I came across this on another site and I thought it would resonate with a lot of starting Buddhists, so I thought it might be worth discussing here...
Since a few months I have become very interested in Buddhism. One thing bothers me and I wonder how you cope with it.
I like life. I sometimes like desire and sometimes I like to live in the past or the future.
I understand that desire is treacherous and lying, then the past and the future are illusions and that it is 'now' what matters, that all kinds of experiences and feelings keep me trapped in samsara. But I also like some of those experiences and feelings. No, I don't explain it well. I will give an example:
I became a father for the second time two weeks ago. And I hope my daughter will have a good life. With suffering but also with pleasure. I even hope that her life will be 'worth it'. Yes, this is a better explanation. The Buddha gives the feeling that life is not worth it. That we have to do our best to escape from it.

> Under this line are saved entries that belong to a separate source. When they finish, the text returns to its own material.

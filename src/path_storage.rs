//! Path storage, the upstream vertex source of the pipeline.
//!
//! Stores path elements (lines, quadratic and cubic curves, closes) and
//! exposes them as a `VertexSource`. Curves are flattened lazily while the
//! path is walked: only the iterator of the curve currently being emitted is
//! held, never a flattened copy of the path.
//!
//! Several paths can share one storage; `start_new_path` returns the id to
//! pass to `rewind`.

use crate::basics::{PathCommand, PointD, VertexSource};
use crate::curves::{CubicBezier, CubicIter, QuadraticBezier, QuadraticIter};
use crate::error::{Error, Result};
use crate::options::FlattenOptions;

/// One stored path element.
#[derive(Debug, Clone, Copy, PartialEq)]
pub enum PathElement {
    MoveTo(PointD),
    LineTo(PointD),
    QuadTo { ctrl: PointD, to: PointD },
    CubicTo { ctrl1: PointD, ctrl2: PointD, to: PointD },
    Close,
    /// Separates independent paths inside one storage.
    Stop,
}

#[derive(Debug, Clone, Copy)]
enum CurveState {
    None,
    Quadratic(QuadraticIter),
    Cubic(CubicIter),
}

/// The main vertex container.
///
/// `rewind(path_id)` restarts iteration at the path whose id was returned by
/// [`start_new_path`](PathStorage::start_new_path); id 0 is the first path.
/// Iteration stops at the end of that path.
#[derive(Debug, Clone)]
pub struct PathStorage {
    elements: Vec<PathElement>,
    flatten: FlattenOptions,

    // Construction state.
    subpath_start: PointD,
    open: bool,

    // Iteration state.
    iterator: usize,
    start: PointD,
    last: PointD,
    curve: CurveState,
}

impl PathStorage {
    /// Create an empty path storage.
    pub fn new() -> Self {
        Self {
            elements: Vec::new(),
            flatten: FlattenOptions::default(),
            subpath_start: PointD::default(),
            open: false,
            iterator: 0,
            start: PointD::default(),
            last: PointD::default(),
            curve: CurveState::None,
        }
    }

    /// Remove all elements (keeps allocated memory).
    pub fn remove_all(&mut self) {
        self.elements.clear();
        self.subpath_start = PointD::default();
        self.open = false;
        self.rewind(0);
    }

    /// Reserve room for `additional` elements.
    pub fn try_reserve(&mut self, additional: usize) -> Result<()> {
        self.elements.try_reserve(additional)?;
        Ok(())
    }

    pub fn set_flatten_options(&mut self, options: FlattenOptions) -> Result<()> {
        options.validate()?;
        self.flatten = options;
        Ok(())
    }

    pub fn flatten_options(&self) -> FlattenOptions {
        self.flatten
    }

    pub fn total_elements(&self) -> usize {
        self.elements.len()
    }

    pub fn elements(&self) -> &[PathElement] {
        &self.elements
    }

    // ---------------------------------------------------------------
    // Path construction
    // ---------------------------------------------------------------

    /// Begin a new independent path and return its id for `rewind`.
    ///
    /// Fails without touching the storage once the id no longer fits `u32`.
    pub fn start_new_path(&mut self) -> Result<u32> {
        let separate = !matches!(self.elements.last(), None | Some(PathElement::Stop));
        let id = path_id(self.elements.len() + usize::from(separate))?;
        if separate {
            self.elements.push(PathElement::Stop);
        }
        self.subpath_start = PointD::default();
        self.open = false;
        Ok(id)
    }

    pub fn move_to(&mut self, x: f64, y: f64) {
        let p = PointD::new(x, y);
        self.elements.push(PathElement::MoveTo(p));
        self.subpath_start = p;
        self.open = true;
    }

    pub fn line_to(&mut self, x: f64, y: f64) {
        self.ensure_move_to();
        self.elements.push(PathElement::LineTo(PointD::new(x, y)));
    }

    /// Quadratic curve from the current point.
    pub fn quad_to(&mut self, x_ctrl: f64, y_ctrl: f64, x_to: f64, y_to: f64) {
        self.ensure_move_to();
        self.elements.push(PathElement::QuadTo {
            ctrl: PointD::new(x_ctrl, y_ctrl),
            to: PointD::new(x_to, y_to),
        });
    }

    /// Cubic curve from the current point.
    #[allow(clippy::too_many_arguments)]
    pub fn cubic_to(
        &mut self,
        x_ctrl1: f64,
        y_ctrl1: f64,
        x_ctrl2: f64,
        y_ctrl2: f64,
        x_to: f64,
        y_to: f64,
    ) {
        self.ensure_move_to();
        self.elements.push(PathElement::CubicTo {
            ctrl1: PointD::new(x_ctrl1, y_ctrl1),
            ctrl2: PointD::new(x_ctrl2, y_ctrl2),
            to: PointD::new(x_to, y_to),
        });
    }

    /// Close the current subpath. Drawing afterwards starts a new subpath at
    /// the closed subpath's starting point.
    pub fn close_polygon(&mut self) {
        if self.open {
            self.elements.push(PathElement::Close);
            self.open = false;
        }
    }

    fn ensure_move_to(&mut self) {
        if !self.open {
            self.elements.push(PathElement::MoveTo(self.subpath_start));
            self.open = true;
        }
    }

    // ---------------------------------------------------------------
    // Iteration helpers
    // ---------------------------------------------------------------

    fn emit(&mut self, p: PointD, x: &mut f64, y: &mut f64) {
        *x = p.x;
        *y = p.y;
        self.last = p;
    }
}

fn path_id(index: usize) -> Result<u32> {
    u32::try_from(index).map_err(|_| Error::PathIdOverflow(index))
}

impl Default for PathStorage {
    fn default() -> Self {
        Self::new()
    }
}

impl VertexSource for PathStorage {
    fn rewind(&mut self, path_id: u32) {
        self.iterator = path_id as usize;
        self.start = PointD::default();
        self.last = PointD::default();
        self.curve = CurveState::None;
    }

    fn vertex(&mut self, x: &mut f64, y: &mut f64) -> PathCommand {
        let pending = match &mut self.curve {
            CurveState::None => PathCommand::Stop,
            CurveState::Quadratic(it) => it.vertex(x, y),
            CurveState::Cubic(it) => it.vertex(x, y),
        };
        if pending.is_line_to() {
            self.last = PointD::new(*x, *y);
            return PathCommand::LineTo;
        }
        self.curve = CurveState::None;

        let Some(&element) = self.elements.get(self.iterator) else {
            return PathCommand::Stop;
        };

        match element {
            PathElement::Stop => PathCommand::Stop,
            PathElement::MoveTo(p) => {
                self.iterator += 1;
                self.start = p;
                self.emit(p, x, y);
                PathCommand::MoveTo
            }
            PathElement::LineTo(p) => {
                self.iterator += 1;
                self.emit(p, x, y);
                PathCommand::LineTo
            }
            PathElement::QuadTo { ctrl, to } => {
                self.iterator += 1;
                let mut it = QuadraticBezier::with_segment_length(
                    self.last,
                    ctrl,
                    to,
                    self.flatten.segment_length,
                )
                .iterate();
                // The leading MoveTo repeats the current point.
                it.vertex(x, y);
                it.vertex(x, y);
                self.curve = CurveState::Quadratic(it);
                self.last = PointD::new(*x, *y);
                PathCommand::LineTo
            }
            PathElement::CubicTo { ctrl1, ctrl2, to } => {
                self.iterator += 1;
                let mut it = CubicBezier::with_segment_length(
                    self.last,
                    ctrl1,
                    ctrl2,
                    to,
                    self.flatten.segment_length,
                )
                .iterate();
                it.vertex(x, y);
                it.vertex(x, y);
                self.curve = CurveState::Cubic(it);
                self.last = PointD::new(*x, *y);
                PathCommand::LineTo
            }
            PathElement::Close => {
                self.iterator += 1;
                let start = self.start;
                self.emit(start, x, y);
                PathCommand::Close
            }
        }
    }
}

// ============================================================================
// Tests
// ============================================================================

I know I'm exaggerating. Because the Buddha also lets us understand life better and therefore appreciate it better. But according to him, samsara remains a circle to escape. Detachment is the motto, but sometimes I enjoy attachment so much.

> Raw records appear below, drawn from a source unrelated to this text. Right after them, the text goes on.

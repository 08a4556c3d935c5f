//! Dash generator.
//!
//! Splits one buffered subpath into the "on" runs of a cyclic dash pattern.
//! Each run is emitted as a `MoveTo` followed by one `LineTo` per centerline
//! vertex it crosses and a final `LineTo` where it ends. Gaps produce no
//! output.

use crate::basics::{PathCommand, PointD};
use crate::error::{Error, Result};
use crate::options::DashPattern;
use crate::subpath_adapter::Generator;
use crate::vertex_sequence::{VertexDist, VertexSequence};

#[derive(Debug, Clone, Copy, PartialEq, Eq)]
enum Status {
    Initial,
    Move,
    Generate,
    Complete,
}

/// Dash generator for a single subpath.
///
/// The pattern is only changed by the editing methods. Generation works on a
/// cycle position that is re-seeded from the pattern's `dash_start` each time
/// a subpath is started, so every subpath begins at the same phase.
#[derive(Debug, Clone)]
pub struct Dash {
    pattern: DashPattern,
    input: VertexSequence,
    closed: bool,
    status: Status,

    // Cycle position: index into the flattened [dash, gap, dash, ...] list
    // and the length of that element already consumed.
    curr_dash: usize,
    curr_dash_start: f64,

    // Walk position: current segment, length left on it, current point.
    seg: usize,
    curr_rest: f64,
    pos: PointD,

    solid: bool,
    warned: bool,
    ready: bool,
    // Pattern elements ended in a row without moving along the subpath.
    stalled: usize,
}

impl Dash {
    pub fn new() -> Self {
        Self {
            pattern: DashPattern::new(),
            input: VertexSequence::new(),
            closed: false,
            status: Status::Initial,
            curr_dash: 0,
            curr_dash_start: 0.0,
            seg: 0,
            curr_rest: 0.0,
            pos: PointD::default(),
            solid: false,
            warned: false,
            ready: false,
            stalled: 0,
        }
    }

    /// Build a dasher from a validated pattern.
    pub fn with_pattern(pattern: DashPattern) -> Result<Self> {
        let mut dash = Self::new();
        dash.set_pattern(pattern)?;
        Ok(dash)
    }

    /// Append a `(dash, gap)` pair to the pattern.
    pub fn add_dash(&mut self, dash_length: f64, gap_length: f64) -> Result<()> {
        let valid = |v: f64| v.is_finite() && v >= 0.0;
        if !valid(dash_length) || !valid(gap_length) {
            return Err(Error::InvalidDash {
                index: self.pattern.dashes.len(),
                dash: dash_length,
                gap: gap_length,
            });
        }
        self.pattern.add_dash(dash_length, gap_length);
        self.pattern_changed();
        Ok(())
    }

    /// Clear the pattern. Subpaths are then passed through undashed.
    pub fn remove_all_dashes(&mut self) {
        self.pattern.remove_all();
        self.pattern_changed();
    }

    /// Set the phase every subpath starts at. Values outside one cycle wrap
    /// around; negative values shift the pattern backward.
    pub fn set_dash_start(&mut self, dash_start: f64) -> Result<()> {
        if !dash_start.is_finite() {
            return Err(Error::InvalidDashStart(dash_start));
        }
        self.pattern.dash_start = dash_start;
        self.pattern_changed();
        Ok(())
    }

    pub fn dash_start(&self) -> f64 {
        self.pattern.dash_start
    }

    /// Replace the whole pattern. On error the current pattern is kept.
    pub fn set_pattern(&mut self, pattern: DashPattern) -> Result<()> {
        pattern.validate()?;
        self.pattern = pattern;
        self.pattern_changed();
        Ok(())
    }

    pub fn pattern(&self) -> &DashPattern {
        &self.pattern
    }

    /// Reserve room for `additional` centerline vertices.
    pub fn try_reserve(&mut self, additional: usize) -> Result<()> {
        self.input.try_reserve(additional)
    }

    fn pattern_changed(&mut self) {
        self.warned = false;
        self.status = Status::Initial;
        log::debug!(
            "dash pattern: {} pairs, cycle length {}, start {}",
            self.pattern.dashes.len(),
            self.pattern.total_length(),
            self.pattern.dash_start
        );
    }

    /// Length of element `k` of the flattened pattern.
    fn element(&self, k: usize) -> f64 {
        let (dash, gap) = self.pattern.dashes[k / 2];
        if k % 2 == 0 {
            dash
        } else {
            gap
        }
    }

    fn elements(&self) -> usize {
        self.pattern.dashes.len() * 2
    }

    /// Length left in the current element. Undashed subpaths are one
    /// endless "on" element.
    fn dash_rest(&self) -> f64 {
        if self.solid {
            f64::INFINITY
        } else {
            self.element(self.curr_dash) - self.curr_dash_start
        }
    }

    fn is_on(&self) -> bool {
        self.solid || self.curr_dash % 2 == 0
    }

    fn next_dash(&mut self) {
        self.curr_dash = (self.curr_dash + 1) % self.elements();
        self.curr_dash_start = 0.0;
    }

    /// Record an element that ended without moving the walk. Once a whole
    /// cycle does so, the pattern is too fine to resolve here and the rest
    /// of the subpath is emitted solid.
    fn stall(&mut self) {
        self.stalled += 1;
        if !self.solid && self.stalled >= self.elements() {
            if !self.warned {
                log::warn!(
                    "dash pattern too short for segment length {}, dashing stopped",
                    self.curr_rest
                );
                self.warned = true;
            }
            self.solid = true;
        }
    }

    /// Move the cycle position to `dash_start`.
    fn calc_dash_start(&mut self) {
        self.curr_dash = 0;
        self.curr_dash_start = 0.0;
        if self.solid {
            return;
        }
        let mut ds = self.pattern.dash_start.rem_euclid(self.pattern.total_length());
        for _ in 0..self.elements() {
            let len = self.element(self.curr_dash);
            if ds < len {
                break;
            }
            ds -= len;
            self.next_dash();
        }
        self.curr_dash_start = ds.max(0.0);
    }

    fn segments(&self) -> usize {
        if self.closed {
            self.input.size()
        } else {
            self.input.size().saturating_sub(1)
        }
    }

    fn segment_end(&self) -> &VertexDist {
        self.input.next(self.seg)
    }

    /// Walk `curr_rest` back from the end of the current segment.
    fn cut_point(&self) -> PointD {
        let v1 = &self.input[self.seg];
        let v2 = self.segment_end();
        PointD::new(
            v2.x - (v2.x - v1.x) * self.curr_rest / v1.dist,
            v2.y - (v2.y - v1.y) * self.curr_rest / v1.dist,
        )
    }

    /// Consume the current element up to where it ends or the current
    /// segment ends, whichever comes first, and move `pos` there. Returns
    /// `true` if the element ended.
    fn advance(&mut self) -> bool {
        let dash_rest = self.dash_rest();
        if self.curr_rest > dash_rest {
            let before = self.curr_rest;
            self.curr_rest -= dash_rest;
            self.next_dash();
            if self.curr_rest == before {
                self.stall();
            } else {
                self.stalled = 0;
            }
            self.pos = self.cut_point();
            true
        } else {
            self.stalled = 0;
            self.curr_dash_start += self.curr_rest;
            self.pos = self.segment_end().point();
            self.seg += 1;
            if self.seg < self.segments() {
                self.curr_rest = self.input[self.seg].dist;
            }
            false
        }
    }

    /// Finalise the buffered subpath. Runs once per subpath.
    fn prepare(&mut self) {
        self.input.close(self.closed);
        self.closed = self.input.is_closed();
        self.ready = true;
    }

    /// Seed the cycle position and put the walk at the first vertex.
    fn start(&mut self) {
        self.solid = self.pattern.is_degenerate();
        if self.solid && !self.warned {
            log::warn!("dash pattern has zero length, subpaths are not dashed");
            self.warned = true;
        }
        self.calc_dash_start();
        self.stalled = 0;

        self.seg = 0;
        if let Some(first) = self.input.first() {
            self.pos = first.point();
            self.curr_rest = first.dist;
        }
        self.status = if self.input.size() < 2 {
            Status::Complete
        } else {
            Status::Move
        };
    }
}

impl Default for Dash {
    fn default() -> Self {
        Self::new()
    }
}

impl Generator for Dash {
    fn remove_all(&mut self) {
        self.input.remove_all();
        self.closed = false;
        self.ready = false;
        self.status = Status::Initial;
    }

    fn add_vertex(&mut self, x: f64, y: f64, cmd: PathCommand) {
        self.ready = false;
        self.status = Status::Initial;
        match cmd {
            PathCommand::MoveTo => self.input.modify_last(VertexDist::new(x, y, cmd)),
            PathCommand::LineTo => self.input.add(VertexDist::new(x, y, cmd)),
            PathCommand::Close => self.closed = true,
            PathCommand::Stop => {}
        }
    }

    fn rewind(&mut self, _path_id: u32) {
        if !self.ready {
            self.prepare();
        }
        self.start();
    }

    fn vertex(&mut self, x: &mut f64, y: &mut f64) -> PathCommand {
        loop {
            match self.status {
                Status::Initial => Generator::rewind(self, 0),
                Status::Move => {
                    if self.seg >= self.segments() {
                        self.status = Status::Complete;
                    } else if self.dash_rest() <= 0.0 {
                        self.next_dash();
                        self.stall();
                    } else if self.is_on() {
                        *x = self.pos.x;
                        *y = self.pos.y;
                        self.status = Status::Generate;
                        return PathCommand::MoveTo;
                    } else {
                        self.advance();
                    }
                }
                Status::Generate => {
                    if self.seg >= self.segments() {
                        self.status = Status::Complete;
                    } else if self.dash_rest() <= 0.0 {
                        self.status = Status::Move;
                    } else {
                        if self.advance() {
                            self.status = Status::Move;
                        }
                        *x = self.pos.x;
                        *y = self.pos.y;
                        return PathCommand::LineTo;
                    }
                }
                Status::Complete => return PathCommand::Stop,
            }
        }
    }
}

// ============================================================================
// Tests
// ============================================================================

Do you understand what I mean? Does a good Buddhist allow self-attachment or does it ultimately remain something bad? I find it difficult to become part of a religion that tells me that I can love my daughter, but that I had better transcend that kind of feeling.
It struck a chord with me, because I think so many people think like that. There are quite a few experienced Buddhists here, we can probably come up with a few answers.
If you met this man, what would your response to him be?